Lately, some of the app’s remaining users have complained of bugs and broken functionality: there have been messages not being delivered, features like hearting posts randomly disappearing for some, and the latest stable version has been unable to perform Google Drive restores of chats for several weeks.
Meanwhile, essentially the entire Allo team was moved to work on Android Messages and spent the last several months porting over much of Allo’s features and functionality — all leading up to the recent beginnings of evidence that the rollout of Google’s RCS ‘Chat’ initiative is gaining traction.
“The strategy behind Allo was ‘let’s build a really great consumer messaging product really from the ground up,’” Sabharwal said in an interview with The Verge earlier this year. As the publication noted, its fewer than 50 million users made Sabharwal’s frank admission that Allo had “not achieved the level of traction that we’d hoped for” entirely unsurprising.
We’ve reached out to Google for comment on Google Allo’s official retirement, but have yet to hear back.
Hangouts classic, too
The retirement of Google Allo may seem obvious given that Google moved it to the backburner months ago — not to mention that it’s proven unable to take on its competitors in any meaningful way. The forthcoming turn down of ‘Hangouts classic’ may be a bit more surprising to some of its millions of dedicated users, however.

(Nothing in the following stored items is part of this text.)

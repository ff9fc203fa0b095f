use std::collections::HashMap;

use chrono::NaiveDateTime;
use indexmap::IndexSet;
use serde::{Deserialize, Serialize};

use crate::error::{ForecastError, ForecastResult};

/// Accepted temperature band in °C. Values outside are clamped, not rejected.
pub const TEMPERATURE_RANGE: (f64, f64) = (-10.0, 55.0);
/// Accepted relative humidity band in percent.
pub const HUMIDITY_RANGE: (f64, f64) = (0.0, 100.0);

/// One validated demand observation.
///
/// `hour` and `day_of_week` are always populated once a row has been through
/// the validator: either from the timestamp, from the upload, or from the
/// sequential best-effort heuristic. `day_of_week` counts from Monday = 0.
#[derive(Debug, Clone, PartialEq, Serialize, Deserialize)]
pub struct DemandRecord {
    /// Observation time, if the upload carried one.
    #[serde(default, skip_serializing_if = "Option::is_none")]
    pub timestamp: Option<NaiveDateTime>,
    /// Demand in MW, finite and non-negative.
    pub demand_mw: f64,
    /// Temperature in °C, clamped to [`TEMPERATURE_RANGE`].
    #[serde(default, skip_serializing_if = "Option::is_none")]
    pub temperature: Option<f64>,
    /// Hour of day, 0..=23.
    pub hour: u8,
    /// Day of week, 0..=6.
    pub day_of_week: u8,
    /// Month, 1..=12.
    #[serde(default, skip_serializing_if = "Option::is_none")]
    pub month: Option<u8>,
    /// Relative humidity, clamped to [`HUMIDITY_RANGE`].
    #[serde(default, skip_serializing_if = "Option::is_none")]
    pub humidity: Option<f64>,
    /// Public holiday flag.
    #[serde(default)]
    pub is_holiday: bool,
    /// Grid region label.
    #[serde(default, skip_serializing_if = "Option::is_none")]
    pub region: Option<String>,
}

impl DemandRecord {
    /// Minimal record with only the required fields set.
    #[must_use]
    pub const fn new(demand_mw: f64, hour: u8, day_of_week: u8) -> Self {
        Self {
            timestamp: None,
            demand_mw,
            temperature: None,
            hour,
            day_of_week,
            month: None,
            humidity: None,
            is_holiday: false,
            region: None,
        }
    }

    /// Sets the temperature.
    #[must_use]
    pub const fn with_temperature(mut self, temperature: f64) -> Self {
        self.temperature = Some(temperature);
        self
    }

    /// Sets the month.
    #[must_use]
    pub const fn with_month(mut self, month: u8) -> Self {
        self.month = Some(month);
        self
    }

    /// Sets the timestamp (calendar fields are not re-derived here).
    #[must_use]
    pub const fn with_timestamp(mut self, timestamp: NaiveDateTime) -> Self {
        self.timestamp = Some(timestamp);
        self
    }

    /// Sets the region.
    #[must_use]
    pub fn with_region(mut self, region: impl Into<String>) -> Self {
        self.region = Some(region.into());
        self
    }

    /// Deduplication identity: `(timestamp, region)` when stamped, the full row otherwise.
    #[must_use]
    pub fn key(&self) -> RecordKey {
        match self.timestamp {
            Some(timestamp) => RecordKey::Stamped {
                timestamp,
                region: self.region.clone(),
            },
            None => RecordKey::Row {
                demand: bits(self.demand_mw),
                temperature: self.temperature.map(bits),
                hour: self.hour,
                day_of_week: self.day_of_week,
                month: self.month,
                humidity: self.humidity.map(bits),
                is_holiday: self.is_holiday,
                region: self.region.clone(),
            },
        }
    }
}

// folds -0.0 into 0.0 so equal rows hash equally
fn bits(value: f64) -> u64 {
    (value + 0.0).to_bits()
}

/// Identity used to deduplicate records.
#[derive(Debug, Clone, PartialEq, Eq, Hash)]
pub enum RecordKey {
    /// Timestamped rows are unique per region.
    Stamped {
        /// Observation time.
        timestamp: NaiveDateTime,
        /// Region label.
        region: Option<String>,
    },
    /// Unstamped rows are unique by content.
    Row {
        /// Demand bits.
        demand: u64,
        /// Temperature bits.
        temperature: Option<u64>,
        /// Hour.
        hour: u8,
        /// Day of week.
        day_of_week: u8,
        /// Month.
        month: Option<u8>,
        /// Humidity bits.
        humidity: Option<u64>,
        /// Holiday flag.
        is_holiday: bool,
        /// Region label.
        region: Option<String>,
    },
}

/// Counts produced by [`Dataset::merged`].
#[derive(Debug, Clone, Copy, Default, PartialEq, Eq, Serialize, Deserialize)]
pub struct MergeSummary {
    /// Records that introduced a new key.
    pub added: usize,
    /// Stamped records that superseded an older record with the same key.
    pub replaced: usize,
    /// Unstamped records identical to one already present.
    pub duplicates: usize,
}

/// Ordered, deduplicated collection of demand records.
///
/// Instances are immutable once built; the dataset store swaps whole
/// datasets rather than editing one in place.
#[derive(Debug, Clone, Default, PartialEq, Serialize, Deserialize)]
#[serde(transparent)]
pub struct Dataset {
    records: Vec<DemandRecord>,
}

impl Dataset {
    /// Builds a dataset, applying the deduplication rules in order.
    #[must_use]
    pub fn new(records: Vec<DemandRecord>) -> Self {
        Self::default().merged(&records).0
    }

    /// All records in order.
    #[must_use]
    pub fn records(&self) -> &[DemandRecord] {
        &self.records
    }

    /// Number of records.
    #[must_use]
    pub fn len(&self) -> usize {
        self.records.len()
    }

    /// Whether the dataset holds no records.
    #[must_use]
    pub fn is_empty(&self) -> bool {
        self.records.is_empty()
    }

    /// Returns a new dataset with `incoming` appended.
    ///
    /// A stamped record whose `(timestamp, region)` already exists supersedes the
    /// older one, which is removed; an unstamped record identical to an existing
    /// one is skipped.
    #[must_use]
    pub fn merged(&self, incoming: &[DemandRecord]) -> (Self, MergeSummary) {
        let mut slots: Vec<Option<DemandRecord>> =
            self.records.iter().cloned().map(Some).collect();
        let mut index: HashMap<RecordKey, usize> = slots
            .iter()
            .enumerate()
            .filter_map(|(pos, record)| record.as_ref().map(|r| (r.key(), pos)))
            .collect();
        let mut summary = MergeSummary::default();
        for record in incoming {
            let key = record.key();
            match (index.get(&key).copied(), &key) {
                (Some(_), RecordKey::Row { .. }) => summary.duplicates += 1,
                (Some(previous), RecordKey::Stamped { .. }) => {
                    slots[previous] = None;
                    index.insert(key, slots.len());
                    slots.push(Some(record.clone()));
                    summary.replaced += 1;
                }
                (None, _) => {
                    index.insert(key, slots.len());
                    slots.push(Some(record.clone()));
                    summary.added += 1;
                }
            }
        }
        let records = slots.into_iter().flatten().collect();
        (Self { records }, summary)
    }

    /// Summary statistics over the whole dataset.
    #[must_use]
    pub fn stats(&self) -> DatasetStats {
        let mut start: Option<NaiveDateTime> = None;
        let mut end: Option<NaiveDateTime> = None;
        let mut regions = IndexSet::new();
        let mut present = [false; 5];
        for record in &self.records {
            if let Some(ts) = record.timestamp {
                start = Some(start.map_or(ts, |current| current.min(ts)));
                end = Some(end.map_or(ts, |current| current.max(ts)));
                present[0] = true;
            }
            present[1] |= record.temperature.is_some();
            present[2] |= record.month.is_some();
            present[3] |= record.humidity.is_some();
            if let Some(region) = &record.region {
                present[4] = true;
                regions.insert(region.clone());
            }
        }

        let mut columns = Vec::new();
        if self.is_empty() {
            return DatasetStats {
                records: 0,
                date_range: DateRange { start, end },
                demand_stats: None,
                columns,
                regions: Vec::new(),
            };
        }
        let optional = |flag: bool, name: &str, columns: &mut Vec<String>| {
            if flag {
                columns.push(name.to_owned());
            }
        };
        optional(present[0], "timestamp", &mut columns);
        columns.push("demand".into());
        optional(present[1], "temperature", &mut columns);
        columns.push("hour".into());
        columns.push("day_of_week".into());
        optional(present[2], "month", &mut columns);
        optional(present[3], "humidity", &mut columns);
        columns.push("is_holiday".into());
        optional(present[4], "region", &mut columns);

        DatasetStats {
            records: self.len(),
            date_range: DateRange { start, end },
            demand_stats: DemandSummary::from_values(self.records.iter().map(|r| r.demand_mw)),
            columns,
            regions: regions.into_iter().collect(),
        }
    }
}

At one point, Google seemed to be signaling that Allo would be a suitable replacement for Hangouts’ consumer chat functionality. Now, Google has confirmed that ‘Hangouts classic’ is getting the axe, as well as announced plans to migrate all users to the currently enterprise-focused Hangouts Chat and Hangouts Meet. Those apps will be opened up to consumers at some point in 2019, Google says.
Messages w/ RCS and Duo
What’s still unclear is exactly how the two Hangouts spin-offs will be positioned alongside Android Messages and Duo, two apps that have much of the same functionality as Hangouts as far as consumers are concerned and seem to be much more the center of focus for that audience. Google continues to invest in both heavily — Duo, unlike Allo, has maintained active development this year and has apparently seen wide-reaching success.
Although Google has stopped short of explicitly confirming this, it seems most likely that Android Messages — powered by RCS ‘Chat’ — will be the true spiritual successor to both Allo and the chat functionality of Hangouts. And Google Duo will likely serve the video calling use cases for consumers. ‘Hangouts classic’ as it’s now called, will be “upgraded” to Hangouts Chat and Hangouts Meet, although it appears those apps will still primarily be aimed at enterprise use cases.